これに関しては仮面ライダー大戦にて迷いを抱える乾巧に対して「ライダーの世界は倒すか倒されるか。」「所詮はただの殺し合い。」と語っており、ライダーとはそういうものだとドライに割り切っていると思われる。
ニンジンが苦手らしく、第3話ではポトフのニンジンをユウスケと押し付け合うシーンがある。
また、海東大樹によく「ナマコは食べられるようになったのかい?」と言われていたが、ナマコが苦手なのは海東の方であり士自身は問題なく食べられるらしい(仮面ライダー図鑑より)。「仮面ライダーディケイド ファイナルステージ」のステージショーでは、ディエンドがナマコを食べて錯乱していた。

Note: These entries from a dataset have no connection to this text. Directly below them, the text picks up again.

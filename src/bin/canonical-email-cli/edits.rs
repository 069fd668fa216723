use std::io::BufRead;
use std::sync::{Arc, mpsc};
use std::thread;

use anyhow::{Context, Result, anyhow};
use canonical_email::{CanonicalView, Canonicalizer, MxOutcome, PendingLookup};

use crate::args::Cli;
use crate::output::{EditRow, write_edit};
use crate::transport::Transport;

/// Replays stdin lines as successive edits of one input field.
///
/// Lookups run on worker threads; results that arrive for a domain the
/// input has moved away from are cached but not displayed. Returns the view
/// once every lookup has settled.
pub fn run<B: BufRead>(
    canonicalizer: Arc<Canonicalizer<Transport>>,
    input: B,
    cli: &Cli,
) -> Result<CanonicalView> {
    let (tx, rx) = mpsc::channel::<(PendingLookup, MxOutcome)>();
    let mut session = canonicalizer.session();
    let mut workers = Vec::new();

    for line in input.lines() {
        let line = line.context("read stdin")?;

        for (pending, outcome) in rx.try_iter() {
            session.complete(pending, outcome);
        }

        if let Some(pending) = session.set_address(&line) {
            let canonicalizer = Arc::clone(&canonicalizer);
            let tx = tx.clone();
            workers.push(thread::spawn(move || {
                let outcome = canonicalizer.lookup(&pending);
                // receiver outlives every worker
                let _ = tx.send((pending, outcome));
            }));
        }

        let view = session.view();
        write_edit(&EditRow { input: &line, view: &view }, cli)?;
    }

    drop(tx);
    for (pending, outcome) in rx {
        session.complete(pending, outcome);
    }
    for worker in workers {
        worker
            .join()
            .map_err(|_| anyhow!("MX lookup worker panicked"))?;
    }

    let view = session.view();
    let input = session.address().to_string();
    write_edit(&EditRow { input: &input, view: &view }, cli)?;
    Ok(view)
}
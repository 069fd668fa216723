use anyhow::{Result, bail};
use canonical_email::LookupMx;

use crate::args::Cli;

pub type Transport = Box<dyn LookupMx + Send + Sync>;

pub fn build(cli: &Cli) -> Result<Transport> {
    match cli.transport.as_str() {
        #[cfg(feature = "with-mx")]
        "system" => {
            use anyhow::Context;
            let resolver = canonical_email::SystemResolver::from_system_conf()
                .context("system resolver initialization")?;
            Ok(Box::new(resolver))
        }
        #[cfg(feature = "with-doh")]
        "doh" => {
            let resolver = match &cli.doh_endpoint {
                Some(endpoint) => canonical_email::DohResolver::with_endpoint(endpoint.clone()),
                None => canonical_email::DohResolver::new(),
            };
            Ok(Box::new(resolver))
        }
        other => bail!(
            "unknown or disabled --transport '{other}', use: system (with-mx) | doh (with-doh)"
        ),
    }
}
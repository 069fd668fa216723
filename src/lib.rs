#![forbid(unsafe_code)]
//! canonical_email: canonical e-mail addresses from MX-detected providers.
//!
//! The domain of an address is resolved to its MX hosts, the hosts are
//! matched against a registry of known mailbox providers, and the provider's
//! addressing rules (plus tags, dash tags, dots, sub-addressing) reduce the
//! address to the form every variant delivers to.

mod log;

pub mod canonical;
pub mod mx;
pub mod provider;
mod service;
mod session;

pub use canonical::{ResolvedAddress, canonicalize, extract_domain};
#[cfg(feature = "with-doh")]
pub use mx::DohResolver;
#[cfg(feature = "with-mx")]
pub use mx::SystemResolver;
pub use mx::{
    Error as MxError, LookupMx, MxCache, MxErrorKind, MxHosts, MxOutcome, MxRecord, resolve_mx,
};
pub use provider::{
    AddressingRules, MailboxProvider, ProviderRegistry, RegistryError, detect_provider,
    find_provider_by_domain,
};
pub use service::{Canonicalizer, CanonicalizerOptions};
pub use session::{CanonicalSession, CanonicalView, PendingLookup};
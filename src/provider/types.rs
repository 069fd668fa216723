/// Addressing capabilities of a mailbox provider.
///
/// Each flag is independent; a provider may enable any combination.
#[cfg_attr(feature = "with-serde", derive(serde::Serialize))]
#[derive(Debug, Clone, Copy, Default, PartialEq, Eq, Hash)]
pub struct AddressingRules {
    pub plus_addressing: bool,
    pub dash_addressing: bool,
    pub strip_dots: bool,
    pub local_part_as_host_name: bool,
}

impl AddressingRules {
    pub const NONE: Self = Self {
        plus_addressing: false,
        dash_addressing: false,
        strip_dots: false,
        local_part_as_host_name: false,
    };

    pub const fn with_plus_addressing(mut self) -> Self {
        self.plus_addressing = true;
        self
    }

    pub const fn with_dash_addressing(mut self) -> Self {
        self.dash_addressing = true;
        self
    }

    pub const fn with_strip_dots(mut self) -> Self {
        self.strip_dots = true;
        self
    }

    pub const fn with_local_part_as_host_name(mut self) -> Self {
        self.local_part_as_host_name = true;
        self
    }

    /// Names of the enabled flags, for display.
    pub fn enabled(&self) -> Vec<&'static str> {
        let mut out = Vec::new();
        if self.local_part_as_host_name {
            out.push("local-part-as-host-name");
        }
        if self.plus_addressing {
            out.push("plus-addressing");
        }
        if self.dash_addressing {
            out.push("dash-addressing");
        }
        if self.strip_dots {
            out.push("strip-dots");
        }
        out
    }
}

/// A known mailbox provider: a unique name, its addressing rules and the MX
/// host suffixes (trailing-dot form) that identify it.
#[cfg_attr(feature = "with-serde", derive(serde::Serialize))]
#[derive(Debug, Clone, Copy, PartialEq, Eq)]
pub struct MailboxProvider {
    pub name: &'static str,
    pub rules: AddressingRules,
    pub mx_domains: &'static [&'static str],
}

impl MailboxProvider {
    pub const fn new(
        name: &'static str,
        rules: AddressingRules,
        mx_domains: &'static [&'static str],
    ) -> Self {
        Self {
            name,
            rules,
            mx_domains,
        }
    }
}
mod args;
mod edits;
mod output;
mod transport;

use std::io::{self, BufRead};
use std::sync::Arc;

use anyhow::{Context, Result};
use canonical_email::{Canonicalizer, ProviderRegistry};

use args::{Cli, Commands};
use output::OutputRow;

fn main() -> Result<()> {
    let cli = Cli::parse();

    #[cfg(feature = "with-tracing")]
    init_logging(cli.verbose);

    if let Some(Commands::Providers) = &cli.cmd {
        let registry = ProviderRegistry::builtin();
        return output::write_providers(registry.providers(), &cli);
    }

    if !cli.stdin && !cli.edits && cli.cmd.is_none() {
        Cli::clap_command().print_help()?;
        println!();
        return Ok(());
    }

    let transport = transport::build(&cli)?;
    let canonicalizer = Canonicalizer::with_options(transport, cli.canonicalizer_options());

    if cli.edits {
        let view = edits::run(Arc::new(canonicalizer), io::stdin().lock(), &cli)?;
        if view.error.is_some() {
            std::process::exit(2);
        }
        return Ok(());
    }

    let mut rows = Vec::new();
    if cli.stdin {
        for line in io::stdin().lock().lines() {
            let email = line.context("read stdin")?;
            if email.trim().is_empty() {
                continue;
            }
            rows.push(OutputRow::new(&email, canonicalizer.canonicalize(&email)));
        }
    } else if let Some(Commands::Canonicalize { email }) = &cli.cmd {
        rows.push(OutputRow::new(email, canonicalizer.canonicalize(email)));
    }

    output::write_reports(&rows, &cli)?;

    // exit codes: 0 OK, 2 at least one failure, 1 fatal
    if output::any_failed(&rows) {
        std::process::exit(2);
    }
    Ok(())
}

#[cfg(feature = "with-tracing")]
fn init_logging(verbose: bool) {
    let level = if verbose {
        tracing::Level::DEBUG
    } else {
        tracing::Level::WARN
    };
    tracing_subscriber::fmt()
        .with_max_level(level)
        .with_writer(io::stderr)
        .init();
}
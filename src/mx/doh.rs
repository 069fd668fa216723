//! DNS-over-HTTPS transport speaking the `application/dns-json` dialect
//! served by `dns.google/resolve`.

use serde::Deserialize;

use super::{Error, LookupMx, MxRecord};

pub const DEFAULT_DOH_ENDPOINT: &str = "https://dns.google/resolve";

const MX_RECORD_TYPE: u16 = 15;

pub struct DohResolver {
    agent: ureq::Agent,
    endpoint: String,
}

impl DohResolver {
    pub fn new() -> Self {
        Self::with_endpoint(DEFAULT_DOH_ENDPOINT)
    }

    pub fn with_endpoint(endpoint: impl Into<String>) -> Self {
        Self {
            agent: ureq::Agent::new_with_defaults(),
            endpoint: endpoint.into(),
        }
    }

    pub fn endpoint(&self) -> &str {
        &self.endpoint
    }
}

impl Default for DohResolver {
    fn default() -> Self {
        Self::new()
    }
}

impl LookupMx for DohResolver {
    fn lookup_mx(&self, domain: &str) -> Result<Vec<MxRecord>, Error> {
        let mut response = self
            .agent
            .get(self.endpoint.as_str())
            .query("name", domain)
            .query("type", "MX")
            .call()
            .map_err(Error::transport)?;
        let body = response
            .body_mut()
            .read_to_string()
            .map_err(Error::transport)?;
        parse_response(&body)
    }
}

#[derive(Debug, Deserialize)]
struct DohResponse {
    #[serde(rename = "Status")]
    status: u16,
    #[serde(rename = "Answer", default)]
    answer: Vec<DohAnswer>,
}

#[derive(Debug, Deserialize)]
struct DohAnswer {
    #[serde(rename = "type")]
    record_type: u16,
    data: String,
}

pub(crate) fn parse_response(body: &str) -> Result<Vec<MxRecord>, Error> {
    let response: DohResponse = serde_json::from_str(body).map_err(Error::malformed)?;
    if response.status != 0 {
        return Err(Error::query_failed(response.status));
    }
    response
        .answer
        .iter()
        .filter(|answer| answer.record_type == MX_RECORD_TYPE)
        .map(|answer| parse_mx_data(&answer.data))
        .collect()
}

// "10 aspmx.l.google.com."
fn parse_mx_data(data: &str) -> Result<MxRecord, Error> {
    let mut parts = data.split_whitespace();
    let (Some(preference), Some(exchange), None) = (parts.next(), parts.next(), parts.next())
    else {
        return Err(Error::malformed(format!("unexpected MX data '{data}'")));
    };
    let preference = preference
        .parse::<u16>()
        .map_err(|_| Error::malformed(format!("invalid MX preference in '{data}'")))?;
    Ok(MxRecord::new(preference, exchange))
}

#[cfg(test)]
mod tests {
    use super::*;

    #[test]
    fn parses_answers_in_order() {
        let body = r#"{
            "Status": 0, "TC": false, "RD": true, "RA": true, "AD": false, "CD": false,
            "Question": [{"name": "gmail.com.", "type": 15}],
            "Answer": [
                {"name": "gmail.com.", "type": 15, "TTL": 3600, "data": "20 alt2.gmail-smtp-in.l.google.com."},
                {"name": "gmail.com.", "type": 15, "TTL": 3600, "data": "5 gmail-smtp-in.l.google.com."}
            ]
        }"#;
        let records = parse_response(body).expect("valid body");
        assert_eq!(
            records,
            vec![
                MxRecord::new(20, "alt2.gmail-smtp-in.l.google.com."),
                MxRecord::new(5, "gmail-smtp-in.l.google.com."),
            ]
        );
    }

    #[test]
    fn missing_answer_is_empty() {
        let records = parse_response(r#"{"Status": 0}"#).expect("valid body");
        assert!(records.is_empty());
    }

    #[test]
    fn skips_non_mx_answers() {
        let body = r#"{"Status": 0, "Answer": [
            {"name": "mail.example.", "type": 5, "TTL": 60, "data": "example.net."},
            {"name": "example.net.", "type": 15, "TTL": 60, "data": "10 mx.example.net."}
        ]}"#;
        let records = parse_response(body).expect("valid body");
        assert_eq!(records, vec![MxRecord::new(10, "mx.example.net.")]);
    }

    #[test]
    fn nonzero_status_is_query_failure() {
        let err = parse_response(r#"{"Status": 3}"#).expect_err("NXDOMAIN");
        assert_eq!(err, Error::QueryFailed { status: 3 });
    }

    #[test]
    fn garbage_is_malformed() {
        let err = parse_response("<html>").expect_err("not json");
        assert!(matches!(err, Error::MalformedResponse { .. }));

        let err = parse_response(r#"{"Status": 0, "Answer": [{"type": 15, "data": "mx.example.net."}]}"#)
            .expect_err("no preference");
        assert!(matches!(err, Error::MalformedResponse { .. }));

        let err = parse_response(r#"{"Status": 0, "Answer": [{"type": 15, "data": "ten mx.example.net."}]}"#)
            .expect_err("bad preference");
        assert!(matches!(err, Error::MalformedResponse { .. }));
    }
}
use dashmap::DashMap;

use super::MxOutcome;

/// Per-domain memo of MX resolution outcomes.
///
/// Entries are written once and never updated or evicted; only
/// [`MxCache::clear`] removes them. Failures are stored like successes unless
/// the cache was built with [`MxCache::without_failures`].
#[derive(Debug)]
pub struct MxCache {
    entries: DashMap<String, MxOutcome>,
    cache_failures: bool,
}

impl MxCache {
    pub fn new() -> Self {
        Self::with_failure_policy(true)
    }

    /// A cache that only keeps successful resolutions.
    pub fn without_failures() -> Self {
        Self::with_failure_policy(false)
    }

    pub fn with_failure_policy(cache_failures: bool) -> Self {
        Self {
            entries: DashMap::new(),
            cache_failures,
        }
    }

    pub fn get(&self, domain: &str) -> Option<MxOutcome> {
        self.entries.get(domain).map(|entry| entry.value().clone())
    }

    /// Insert `outcome` unless `domain` already has an entry, and return the
    /// entry now associated with `domain`.
    pub fn put(&self, domain: &str, outcome: MxOutcome) -> MxOutcome {
        if outcome.is_err() && !self.cache_failures {
            return outcome;
        }
        self.entries
            .entry(domain.to_string())
            .or_insert(outcome)
            .value()
            .clone()
    }

    pub fn contains(&self, domain: &str) -> bool {
        self.entries.contains_key(domain)
    }

    pub fn caches_failures(&self) -> bool {
        self.cache_failures
    }

    pub fn len(&self) -> usize {
        self.entries.len()
    }

    pub fn is_empty(&self) -> bool {
        self.entries.is_empty()
    }

    pub fn clear(&self) {
        self.entries.clear();
    }
}

impl Default for MxCache {
    fn default() -> Self {
        Self::new()
    }
}
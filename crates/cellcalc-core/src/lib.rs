//! cellcalc-core - Cell stores, evaluator client and the sheet service.

pub mod error;
pub mod sheet;
pub mod solver;
pub mod storage;

pub use error::{CellcalcError, Result};
pub use sheet::{CellReading, PutReport, Sheet};
pub use solver::{Evaluator, SolverConfig, WolframSolver};
pub use storage::{Backend, CellStore, PutOutcome, StoreConfig};

pub use cellcalc_engine::engine::{CellId, Expansion, ResolveOptions, ResolvedExpression};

『ジオウ』第42話ではレジスタンスの食糧からレーズンパンを勝手に食べているシーンがあったが、何故かレーズンを執拗にむしって避けながら食べていた。レーズンが嫌いなら、別のパンを食えば良さそうなモノだが、他に種類がなかったのだろうか……。
趣味・能力
写真撮影を(自称)本業兼趣味としており、2眼のトイカメラ「BlackBirdFly」を常に首からぶら下げて持ち歩く(このマゼンタカラーのタイプは、数量限定で実際に販売された)。
だが、彼の撮る写真は何故かいつも歪んで映る。本人曰く「世界が俺に撮られたがってない」との事(うまく撮れなかった際に「ここも俺の世界じゃないみたいだ」と判断するシーンもある)。
写真が上手く撮れないことは本人なりに気にしているらしく、周囲に指摘されたときこそ気にも留めない態度を取るが、カブトの世界で出会ったマユにその写真を「真の才能」と絶賛された際にはかなり機嫌が良くなっており、ネガの世界でちゃんとした写真が撮れた際には自らその写真を「究極」と称していた。
写真以外の事であれば、料理、スポーツ、営業、音楽など何でもこなす多才ぶりである。
その身体能力は改造人間がいない平成主人公の中でも屈指の人間離れをしており、上級オルフェノク2人とテニヌ対決を行い勝利する、カードを手裏剣のように投げて鎖を切断するなどの離れ業を見せている。
料理についても、「ブレイドの世界」のBOARDの社員食堂のチーz…もといチーフに就任するなり、料理や接客などで大改革を行い、食堂の売り上げを大幅に高めている。
なおその際「なんだこの小洒落た味は」「ソースとケチャップをぶちまけろ」とそれまでの食堂の料理に苦言を呈していたことも鑑みると、庶民派の献立や味付けを好むようである。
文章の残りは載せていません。